From time to time we get enquires from customers that have had solar installed and aren’t seeing a change in their bills. While solar systems can fault and we take these enquires seriously, a lot of the time this is due to a usage issue. There are a few things you should remember after your solar is installed. Solar is a marvelous thing but it’s not always as simple is putting it on the roof and forgetting about it.
Are you following the Feed-in tariff rules?
The first and probably most important thing is understanding your feed-in tariff (FiT). Depending on where you live and who your energy provider is, your FiT will vary. If your solar was installed before 2013 and your FiT is 44c/kWh or above, then you should export your solar energy. Customers with significantly high FiTs like these are better off using all their power at night and exporting their energy because they receive more in credit than what they would save.

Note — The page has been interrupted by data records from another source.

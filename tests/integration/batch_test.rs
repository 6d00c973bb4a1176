//! Batched resolution keeps input order

use crate::support::{engine_with, DelayedSource};
use std::collections::HashMap;
use std::sync::Arc;
use std::time::{Duration, Instant};

#[tokio::test]
async fn test_order_preserved_under_latency() {
    let delays: HashMap<String, Duration> = [
        ("AAPL".to_string(), Duration::from_millis(150)),
        ("STLK".to_string(), Duration::from_millis(75)),
        ("TECH".to_string(), Duration::from_millis(0)),
    ]
    .into_iter()
    .collect();
    let (engine, _) = engine_with(Arc::new(DelayedSource { delays }));

    let quotes = engine.resolve_all(&["AAPL", "STLK", "TECH"]).await;

    assert_eq!(quotes.len(), 3);
    assert_eq!(quotes[0].symbol, "AAPL");
    assert_eq!(quotes[1].symbol, "STLK");
    assert_eq!(quotes[2].symbol, "TECH");
}

#[tokio::test]
async fn test_batch_runs_concurrently() {
    let delays: HashMap<String, Duration> = ["A", "B", "C", "D"]
        .into_iter()
        .map(|s| (s.to_string(), Duration::from_millis(100)))
        .collect();
    let (engine, _) = engine_with(Arc::new(DelayedSource { delays }));

    let started = Instant::now();
    let quotes = engine.resolve_all(&["A", "B", "C", "D"]).await;

    assert_eq!(quotes.len(), 4);
    assert!(started.elapsed() < Duration::from_millis(350));
}
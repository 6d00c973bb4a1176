//! In-process mirror of the active directives

use super::{ControlDirective, DirectiveRepository};
use crate::quote::normalize_symbol;
use crate::telemetry::{increment, CounterMetric};
use chrono::{DateTime, Utc};
use std::collections::HashMap;
use std::sync::Arc;
use tokio::sync::RwLock;

/// Active directives keyed by symbol, loaded from a repository
#[derive(Clone)]
pub struct DirectiveStore {
    repository: Arc<dyn DirectiveRepository>,
    active: Arc<RwLock<HashMap<String, ControlDirective>>>,
    last_refresh: Arc<RwLock<Option<DateTime<Utc>>>>,
}

impl DirectiveStore {
    /// Create an empty store; call [`refresh`](Self::refresh) to load it
    pub fn new(repository: Arc<dyn DirectiveRepository>) -> Self {
        Self {
            repository,
            active: Arc::new(RwLock::new(HashMap::new())),
            last_refresh: Arc::new(RwLock::new(None)),
        }
    }

    /// Backing repository
    pub fn repository(&self) -> &Arc<dyn DirectiveRepository> {
        &self.repository
    }

    /// Replace the in-memory set with the repository's active directives
    ///
    /// A failed fetch keeps the previous set.
    pub async fn refresh(&self) {
        let records = match self.repository.list_active().await {
            Ok(records) => records,
            Err(e) => {
                increment(CounterMetric::DirectiveRefreshFailure);
                tracing::warn!(error = %e, "Directive refresh failed, keeping previous set");
                return;
            }
        };

        let now = Utc::now();
        let fetched = records.len();
        let mut next: HashMap<String, ControlDirective> = HashMap::new();
        for directive in records.into_iter().filter(|d| d.active) {
            if directive.is_complete(now) {
                continue;
            }
            let symbol = normalize_symbol(&directive.symbol);
            // Several active rows for one symbol: the most recent wins
            match next.get(&symbol) {
                Some(existing) if existing.start_time >= directive.start_time => {}
                _ => {
                    next.insert(symbol, directive);
                }
            }
        }

        let loaded = next.len();
        *self.active.write().await = next;
        *self.last_refresh.write().await = Some(now);
        tracing::debug!(fetched, loaded, "Directives refreshed");
    }

    /// Running directive for `symbol`, if any
    pub async fn get_active(&self, symbol: &str) -> Option<ControlDirective> {
        self.get_active_at(symbol, Utc::now()).await
    }

    /// Held directive for `symbol`, complete or not
    ///
    /// Unlike [`get_active`](Self::get_active) this never retires anything,
    /// so a caller can apply the final target before calling
    /// [`retire`](Self::retire).
    pub async fn peek(&self, symbol: &str) -> Option<ControlDirective> {
        let symbol = normalize_symbol(symbol);
        self.active.read().await.get(&symbol).cloned()
    }

    /// Running directive for `symbol` as of `now`
    ///
    /// A directive whose duration has elapsed is removed from the store and
    /// reported as absent. The repository is not written.
    pub async fn get_active_at(
        &self,
        symbol: &str,
        now: DateTime<Utc>,
    ) -> Option<ControlDirective> {
        let symbol = normalize_symbol(symbol);
        {
            let active = self.active.read().await;
            match active.get(&symbol) {
                None => return None,
                Some(d) if !d.is_complete(now) => return Some(d.clone()),
                Some(_) => {}
            }
        }

        let mut active = self.active.write().await;
        // Re-check under the write lock; a refresh may have replaced it
        match active.get(&symbol) {
            Some(d) if d.is_complete(now) => {
                active.remove(&symbol);
                increment(CounterMetric::DirectiveRetired);
                tracing::info!(symbol = %symbol, "Directive reached its target, retired");
                None
            }
            Some(d) => Some(d.clone()),
            None => None,
        }
    }

    /// Remove `symbol`'s directive from the store
    pub async fn retire(&self, symbol: &str) -> bool {
        let symbol = normalize_symbol(symbol);
        let removed = self.active.write().await.remove(&symbol).is_some();
        if removed {
            increment(CounterMetric::DirectiveRetired);
            tracing::info!(symbol = %symbol, "Directive retired");
        }
        removed
    }

    /// Directives currently held, sorted by symbol
    pub async fn snapshot(&self) -> Vec<ControlDirective> {
        let active = self.active.read().await;
        let mut directives: Vec<_> = active.values().cloned().collect();
        directives.sort_by(|a, b| a.symbol.cmp(&b.symbol));
        directives
    }

    /// Time of the last successful refresh
    pub async fn last_refresh(&self) -> Option<DateTime<Utc>> {
        *self.last_refresh.read().await
    }
}
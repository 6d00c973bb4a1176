//! Quote data model
//!
//! A [`Quote`] is a priced observation for one symbol at one point in time.
//! Quotes are immutable once built; a newer resolution for the same symbol
//! supersedes the old value rather than mutating it.

mod types;

pub use types::{Quote, QuoteOrigin};

/// Normalize a caller-supplied symbol (trimmed, upper-case)
pub fn normalize_symbol(symbol: &str) -> String {
    symbol.trim().to_uppercase()
}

If your system was installed after 2013, then your FiT will be somewhere between 7c/kWh – 20c/kWh. If this is the case for you then you need to be using as much of your solar as possible. That’s because what you could save by using the solar (between 25c/kWh – 50c/kWh) is more than the credit you would receive for exporting the energy.
The variance between your electricity rate and FiT are different across locations but the general rule of thumb is DO NOT EXPORT. Remember that for every kWh you export, the difference between the grid rate and FiT is what you are losing. Let’s look at some examples:
|Location||Electricity Rate||Feed-in tariff rate||Difference|
|South East Queensland||25c/kWh||10c/kWh||-15c/kWh|
Are you using Timers?
Most new appliances have inbuilt timers. This means you can set your dishwasher, washing machine and dryer to run in the middle of the day while you’re at work and your solar production is at its peak. If you’re not at home during the day then this is one of the best things you can do to maximise your solar.
If you have electric hot water, when you purchased your solar system, your sales representative should have suggested you purchase a hot water timer. This marvelous little device will use your solar to heat your hot water system which can account for 30% of your energy bill.[i] If you don’t have a hot water timer, I recommend contacting your local Master Electrician to purchase one and have it installed. Remember, this is a large part of your energy bill! To learn how to change your hot water timer, click here.
If you have a pool, then you know your pool pump is also a huge energy user. The average swimming pool costs between $800 and $1,200 a year to run and can account for 17% of your electricity bill.[ii] If you haven’t already, you need to purchase a timer for your pool pump so that you can set it to run when your solar is at it’s peak.
If you have electric hot water and a pool, you could be covering up to 47% of your total electricity costs with your solar by using timers. That’s not including timers on your appliances or the energy you might be using in the morning and afternoon.
Did you double your energy usage after install?
A common thing that people do after installing solar is start using their energy like there is no tomorrow. Just because you have solar doesn’t mean you can run every light, appliance, fan and air conditioner 24 hours a day. Your system would have been sized to suit your usage so remember that unless you opted for a larger system, your system capacity is paired to your current usage. It’s also important to remember that your solar won’t work at night. Having solar installed isn’t going to help the four air conditioners you’re running at 19 degrees from 8PM – 5AM every morning.
Is your system clean and free of shade?
Like your car, your solar system needs to be cleaned. Debris on your solar system affects its production. For peak performance, we recommend having your solar system checked an cleaned every 12 months. It’s important to remember that debris on one panel will affect the production of all the panels on that string. That means that if one of your panels is shaded or covered in bird droppings, it will affect the production of all the panels in that string. You should also be vigilant of shading. Remember that trees grow and while your system may not have been shaded when it was installed, it could be now. Make sure you’re trimming trees around the home which might affect your solar production.
Solar is one of the best investments you’ll ever make. It not only saves you money but also reduces your carbon footprint. But it’s important to remember that its’s not a magic wand that will make you energy bill disappear. Like anything good in life, it requires a little work. The more proactive and conscious about your usage you are, the better your results will be.